Después de su comentario, Cliff estudió el rostro de Laney, anticipando que estaría molesta o herida. En cambio, Laney se quedó atónita por un momento antes de asentir.
«Está bien, haz lo que creas mejor».
Cliff preguntó instintivamente: «¿No estás molesta?».
«No hay razón para estarlo», respondió Laney con voz tranquila.
«Ella realmente no hizo daño a nadie, y ya se ha solucionado. ¿Por qué aferrarse a la ira?».
Cliff frunció el ceño.
Laney añadió: «Estoy considerando cambiar de lugar de trabajo el año que viene para evitar más problemas con Kira».
«No es necesario», respondió rápidamente Cliff.
«Es mejor no perturbar tu círculo de amigos.
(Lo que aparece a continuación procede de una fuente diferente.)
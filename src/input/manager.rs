//! Input manager for handling different file types

use crate::error::{Result, ResumeScreenerError};
use crate::input::file_detector::FileType;
use crate::input::text_extractor::{
    DocxExtractor, MarkdownExtractor, PdfExtractor, PlainTextExtractor, TextExtractor,
};
use log::{debug, info};
use std::collections::HashMap;
use std::path::Path;
use tokio::fs;

pub struct InputManager {
    cache: HashMap<String, String>,
    enable_cache: bool,
    docx: DocxExtractor,
    markdown: MarkdownExtractor,
}

impl InputManager {
    pub fn new() -> Result<Self> {
        Ok(Self {
            cache: HashMap::new(),
            enable_cache: true,
            docx: DocxExtractor::new()?,
            markdown: MarkdownExtractor::new()?,
        })
    }

    pub fn with_cache(mut self, enable: bool) -> Self {
        self.enable_cache = enable;
        self
    }

    pub async fn extract_text(&mut self, path: &Path) -> Result<String> {
        let path_str = path.to_string_lossy().to_string();

        if self.enable_cache {
            if let Some(cached_text) = self.cache.get(&path_str) {
                info!("Using cached text for: {}", path.display());
                return Ok(cached_text.clone());
            }
        }

        if !path.exists() {
            return Err(ResumeScreenerError::InvalidInput(format!(
                "File does not exist: {}",
                path.display()
            )));
        }

        let file_type = Self::detect_file_type(path)?;
        if !file_type.is_supported() {
            return Err(ResumeScreenerError::UnsupportedFormat(format!(
                "Unsupported file type for: {}",
                path.display()
            )));
        }

        info!("Extracting {:?} text from: {}", file_type, path.display());
        let bytes = fs::read(path).await?;
        let text = self.extract_bytes(&bytes, file_type)?;

        if self.enable_cache {
            self.cache.insert(path_str, text.clone());
        }

        Ok(text)
    }

    /// Extract text from an in-memory upload of a declared type
    pub fn extract_bytes(&self, bytes: &[u8], file_type: FileType) -> Result<String> {
        let text = match file_type {
            FileType::Pdf => PdfExtractor.extract(bytes)?,
            FileType::Docx => self.docx.extract(bytes)?,
            FileType::Text => PlainTextExtractor.extract(bytes)?,
            FileType::Markdown => self.markdown.extract(bytes)?,
            FileType::Unknown => {
                return Err(ResumeScreenerError::UnsupportedFormat(
                    "cannot extract text from an unknown file type".to_string(),
                ));
            }
        };

        debug!("Extracted {} characters", text.chars().count());
        Ok(text)
    }

    fn detect_file_type(path: &Path) -> Result<FileType> {
        FileType::from_path(path).ok_or_else(|| {
            ResumeScreenerError::InvalidInput(format!("File has no extension: {}", path.display()))
        })
    }

    pub fn clear_cache(&mut self) {
        self.cache.clear();
    }

    pub fn cache_size(&self) -> usize {
        self.cache.len()
    }
}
Me encargaré de que Kira sea la que se vaya».
«No te pongas en el lado malo de tu futura cuñada por mi culpa», dijo Laney.
La expresión de Cliff se endureció.
«No te preocupes por eso».
Esa noche disfrutaron de marisco, que a Laney le encantaba pero no le gustaba preparar. Antes, Cliff siempre estaba allí, organizándolo todo para que Laney pudiera simplemente disfrutar de la comida. Ahora pasaba lo mismo, aunque Cliff parecía menos atento.
Queriendo ser más independiente, Laney elegía platos fáciles de manejar. Sin embargo, su mirada se desviaba a menudo hacia el plato del centro de la mesa. No podía alcanzarlo con los brazos.
Cliff, observándola, decidió esperar y ver cuánto tiempo duraría antes de pedir ayuda. No la ofreció. Finalmente, Laney capituló.
«Cliff».
Cliff suavizó su expresión y se volvió hacia ella.
«¿Sí?».
«¿Podrías pedirle a Gerry que venga?», pidió Laney.
Cliff hizo una pausa, tenedor en mano.